I think it’s just so strange, and so familiar. I’m not mad at him anymore. I was for years. I was when I first saw him. It was like meeting the President or some famous person. I know him so well and then there he is and of course I don’t know him. There was something exciting about that.” She looked at me, put her hands atop each other on my cold knee and smiled a sweet, tired, imploring, mercy-hoping smile. It would’ve been wonderful if we hadn’t been talking about her ex-dead husband and the disaster he was casting our way, but instead about how good something was, how welcome, how much we missed something we both loved and now here it was.
“I don’t feel that way,” I said. I was on solid ground not feeling what she felt. It occurred to me that how she felt toward Wally was a version of being married to him, which was a version of the truth I mentioned before and couldn’t argue with. But I didn’t have to like it.
“You’re right,” she said patiently.
And then we didn’t speak for a little while, just sat breathing in the cold air, each of us fancifully, forcefully seeking a context into which our separate views—of Wally, and disaster—could join forces and fashion an acceptable and unified response. I was further from the middle of events and had some perspective, so that the heavier burden fell on me. I’d already started suiting up in the raiments of patient understander. Oh woe. Oh why?

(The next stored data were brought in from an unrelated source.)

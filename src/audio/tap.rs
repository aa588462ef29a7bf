//! Lock-free hand-off of the most recent audio block to the render thread.

use triple_buffer::TripleBuffer;

#[derive(Debug, Clone, Copy, PartialEq, Eq)]
pub enum Channel {
    Left,
    #[cfg_attr(not(test), allow(dead_code))]
    Right,
}

/// Read-only view of one audio block.
#[derive(Debug, Clone, Copy, Default)]
pub struct BlockView<'a> {
    left: &'a [f32],
    right: &'a [f32],
}

impl<'a> BlockView<'a> {
    pub fn new(left: &'a [f32], right: &'a [f32]) -> Self {
        debug_assert_eq!(left.len(), right.len(), "channel lengths differ");
        Self { left, right }
    }

    pub const fn empty() -> Self {
        Self {
            left: &[],
            right: &[],
        }
    }

    #[inline]
    pub fn sample_count(&self) -> usize {
        self.left.len()
    }

    #[inline]
    pub fn channel_data(&self, channel: Channel) -> &'a [f32] {
        match channel {
            Channel::Left => self.left,
            Channel::Right => self.right,
        }
    }
}

/// Anything the renderer can pull audio blocks from.
pub trait AudioSource {
    /// The block published since the previous call, or an empty view when
    /// nothing new arrived.
    fn latest_block(&mut self) -> BlockView<'_>;
}

#[derive(Debug, Clone, Default)]
struct CapturedBlock {
    sequence: u64,
    left: Vec<f32>,
    right: Vec<f32>,
}

/// Producer half; owned by the audio thread.
pub struct TapWriter {
    input: triple_buffer::Input<CapturedBlock>,
    sequence: u64,
}

/// Consumer half; owned by the render thread.
pub struct TapReader {
    output: triple_buffer::Output<CapturedBlock>,
    last_sequence: u64,
}

pub fn tap() -> (TapWriter, TapReader) {
    let (input, output) = TripleBuffer::new(&CapturedBlock::default()).split();
    (
        TapWriter { input, sequence: 0 },
        TapReader {
            output,
            last_sequence: 0,
        },
    )
}

impl TapWriter {
    /// Publishes a stereo block. Never blocks.
    pub fn publish(&mut self, left: &[f32], right: &[f32]) {
        self.sequence = self.sequence.wrapping_add(1).max(1);
        self.input.write(CapturedBlock {
            sequence: self.sequence,
            left: left.to_vec(),
            right: right.to_vec(),
        });
    }
}

impl AudioSource for TapReader {
    fn latest_block(&mut self) -> BlockView<'_> {
        let block = self.output.read();
        if block.sequence == self.last_sequence {
            return BlockView::empty();
        }
        self.last_sequence = block.sequence;

        let len = block.left.len().min(block.right.len());
        BlockView::new(&block.left[..len], &block.right[..len])
    }
}
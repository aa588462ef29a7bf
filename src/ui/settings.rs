use crate::audio::controls::{
    CUTOFF_RANGE, ControlSnapshot, DRIVE_RANGE, FilterMode, RESONANCE_RANGE, VOLUME_RANGE,
};
use crate::audio::tone::ToneConfig;
use crate::render::history::MAX_BLOCK_SIZE;
use serde::{Deserialize, Serialize};
use std::cell::{Ref, RefCell};
use std::fs;
use std::io;
use std::path::{Path, PathBuf};
use std::rc::Rc;
use tracing::{error, warn};

const SETTINGS_FILE_NAME: &str = "settings.json";
const APP_DIR_NAME: &str = "ladderscope";

/// Upper bound on retained frames; every slot costs `MAX_BLOCK_SIZE` vertices.
pub const MAX_HISTORY_CAPACITY: usize = 2_048;

#[derive(Debug, Clone, PartialEq, Serialize, Deserialize)]
#[serde(default)]
pub struct ScopeSettings {
    pub history_capacity: usize,
    pub history_depth: usize,
    pub drive: f32,
    pub resonance: f32,
    pub cutoff: f32,
    pub volume: f32,
    pub mode: FilterMode,
    pub sample_rate: f32,
    pub block_size: usize,
    pub tone_frequency: f32,
}

impl Default for ScopeSettings {
    fn default() -> Self {
        let controls = ControlSnapshot::default();
        let tone = ToneConfig::default();
        Self {
            history_capacity: 256,
            history_depth: 50,
            drive: controls.drive,
            resonance: controls.resonance,
            cutoff: controls.cutoff,
            volume: controls.volume,
            mode: controls.mode,
            sample_rate: tone.sample_rate,
            block_size: tone.block_size,
            tone_frequency: tone.frequency,
        }
    }
}

impl ScopeSettings {
    /// Pulls every field back into its valid range.
    pub fn sanitized(mut self) -> Self {
        self.history_capacity = self.history_capacity.clamp(1, MAX_HISTORY_CAPACITY);
        self.history_depth = self.history_depth.clamp(1, self.history_capacity);
        self.drive = clamp_finite(self.drive, DRIVE_RANGE);
        self.resonance = clamp_finite(self.resonance, RESONANCE_RANGE);
        self.cutoff = clamp_finite(self.cutoff, CUTOFF_RANGE);
        self.volume = clamp_finite(self.volume, VOLUME_RANGE);
        self.sample_rate = clamp_finite(self.sample_rate, (8_000.0, 192_000.0));
        self.block_size = self.block_size.clamp(16, MAX_BLOCK_SIZE);
        self.tone_frequency = clamp_finite(self.tone_frequency, (20.0, self.sample_rate * 0.25));
        self
    }

    pub fn controls(&self) -> ControlSnapshot {
        ControlSnapshot {
            drive: self.drive,
            resonance: self.resonance,
            cutoff: self.cutoff,
            volume: self.volume,
            mode: self.mode,
        }
    }

    pub fn tone_config(&self) -> ToneConfig {
        ToneConfig {
            sample_rate: self.sample_rate,
            block_size: self.block_size,
            frequency: self.tone_frequency,
        }
    }
}

fn clamp_finite(value: f32, (min, max): (f32, f32)) -> f32 {
    if value.is_finite() {
        value.clamp(min, max)
    } else {
        min
    }
}

fn config_dir() -> PathBuf {
    if let Some(dir) = std::env::var_os("XDG_CONFIG_HOME") {
        PathBuf::from(dir).join(APP_DIR_NAME)
    } else if let Some(home) = std::env::var_os("HOME") {
        PathBuf::from(home).join(".config").join(APP_DIR_NAME)
    } else {
        PathBuf::from(".ladderscope")
    }
}

#[derive(Debug)]
pub struct SettingsManager {
    path: PathBuf,
    data: ScopeSettings,
}

impl SettingsManager {
    pub fn load_or_default() -> Self {
        Self::load_from(config_dir().join(SETTINGS_FILE_NAME))
    }

    pub fn load_from(path: PathBuf) -> Self {
        let data = Self::load_from_disk(&path).unwrap_or_default().sanitized();
        Self { path, data }
    }

    fn load_from_disk(path: &Path) -> Option<ScopeSettings> {
        let contents = fs::read_to_string(path).ok()?;
        match serde_json::from_str(&contents) {
            Ok(settings) => Some(settings),
            Err(err) => {
                warn!("[settings] failed to parse {path:?}: {err}");
                None
            }
        }
    }

    pub fn settings(&self) -> &ScopeSettings {
        &self.data
    }

    pub fn set_history_depth(&mut self, depth: usize) {
        self.data.history_depth = depth.clamp(1, self.data.history_capacity);
    }

    /// Stores the filter parameters currently applied to the tone.
    pub fn set_controls(&mut self, controls: ControlSnapshot) {
        self.data.drive = controls.drive;
        self.data.resonance = controls.resonance;
        self.data.cutoff = controls.cutoff;
        self.data.volume = controls.volume;
        self.data.mode = controls.mode;
    }

    pub fn save(&self) -> io::Result<()> {
        if let Some(parent) = self.path.parent() {
            fs::create_dir_all(parent)?;
        }
        let json = serde_json::to_string_pretty(&self.data)?;
        let tmp_path = self.path.with_extension("json.tmp");
        fs::write(&tmp_path, &json)?;
        fs::rename(&tmp_path, &self.path)
    }
}

/// Shared, UI-thread handle that persists after every mutation.
#[derive(Debug, Clone)]
pub struct SettingsHandle {
    inner: Rc<RefCell<SettingsManager>>,
}

impl SettingsHandle {
    pub fn load_or_default() -> Self {
        Self::from_manager(SettingsManager::load_or_default())
    }

    pub fn from_manager(manager: SettingsManager) -> Self {
        Self {
            inner: Rc::new(RefCell::new(manager)),
        }
    }

    pub fn borrow(&self) -> Ref<'_, SettingsManager> {
        self.inner.borrow()
    }

    pub fn update<F, R>(&self, mutator: F) -> R
    where
        F: FnOnce(&mut SettingsManager) -> R,
    {
        let mut manager = self.inner.borrow_mut();
        let result = mutator(&mut manager);
        if let Err(err) = manager.save() {
            error!("[settings] failed to persist settings: {err}");
        }
        result
    }
}

#[cfg(test)]
mod tests {
    use super::*;
    use std::sync::atomic::{AtomicUsize, Ordering};

    static NEXT_DIR: AtomicUsize = AtomicUsize::new(0);

    fn scratch_file() -> PathBuf {
        let dir = std::env::temp_dir().join(format!(
            "ladderscope-settings-{}-{}",
            std::process::id(),
            NEXT_DIR.fetch_add(1, Ordering::Relaxed)
        ));
        let _ = fs::remove_dir_all(&dir);
        dir.join(SETTINGS_FILE_NAME)
    }

    #[test]
    fn missing_file_yields_defaults() {
        let manager = SettingsManager::load_from(scratch_file());
        assert_eq!(manager.settings(), &ScopeSettings::default());
    }

    #[test]
    fn unparsable_file_falls_back_to_defaults() {
        let path = scratch_file();
        fs::create_dir_all(path.parent().expect("parent")).expect("create dir");
        fs::write(&path, "{ not json").expect("write");

        let manager = SettingsManager::load_from(path);
        assert_eq!(manager.settings(), &ScopeSettings::default());
    }

    #[test]
    fn partial_files_fill_in_defaults_and_are_clamped() {
        let path = scratch_file();
        fs::create_dir_all(path.parent().expect("parent")).expect("create dir");
        fs::write(
            &path,
            r#"{ "history_capacity": 8, "history_depth": 50, "drive": 400.0, "mode": "Hpf12" }"#,
        )
        .expect("write");

        let settings = SettingsManager::load_from(path).settings().clone();
        assert_eq!(settings.history_capacity, 8);
        assert_eq!(settings.history_depth, 8);
        assert_eq!(settings.drive, 100.0);
        assert_eq!(settings.mode, FilterMode::Hpf12);
        assert_eq!(settings.volume, ScopeSettings::default().volume);
    }

    #[test]
    fn updates_are_persisted_atomically() {
        let path = scratch_file();
        let handle = SettingsHandle::from_manager(SettingsManager::load_from(path.clone()));
        handle.update(|manager| {
            manager.set_history_depth(12);
            manager.set_controls(ControlSnapshot {
                drive: 30.0,
                mode: FilterMode::Bpf24,
                ..ControlSnapshot::default()
            });
        });

        assert!(!path.with_extension("json.tmp").exists());
        let reloaded = SettingsManager::load_from(path);
        assert_eq!(reloaded.settings().history_depth, 12);
        assert_eq!(reloaded.settings().mode, FilterMode::Bpf24);
        assert_eq!(reloaded.settings().drive, 30.0);
    }

    #[test]
    fn default_settings_are_already_sane() {
        let defaults = ScopeSettings::default();
        assert_eq!(defaults.clone().sanitized(), defaults);
    }
}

“Something has to happen,” Sally said with unwanted certainty. “Something had to happen when Wally left. Something has to happen now that he’s back.
Nothing
can’t happen. That’s my feeling.”
“Who says?”
“Me,” she said sadly. “I do.”
“
What
has to happen?”
“I have to spend some time with him.” Sally spoke reluctantly. “You’d want to do the same thing, Frank.” She wrinkled her chin and slightly puffed her compressed lips. She often took on this look when she was sitting at her desk composing a letter.
“No, I wouldn’t. I’d buy him a first-class ticket to anyplace he wanted to go in Micronesia and never think about him again. Where’re you planning to spend time with him? The Catskills? The Lower Atlas? Am I supposed to be there, too, so I can get closer to
my
needs? I’m close enough to them now. I’m sitting beside you. I’m married to you.”
“You
are
married to me.” She actually gasped then and sobbed, then gasped again and squeezed my hand harder than anybody’d ever squeezed it, and shook her head from side to side, so tears dashed onto my cheek. It was as if we were both crying. Though why I would’ve been crying, I don’t know, since I should’ve been howling again, shouting, waving my bloody fists in the air as the earth split open. Inasmuch as, with her certainty dawning like a new alien sun, split it did, where it stays split to this day.
I
’ll make the rest short, though it’s not sweet.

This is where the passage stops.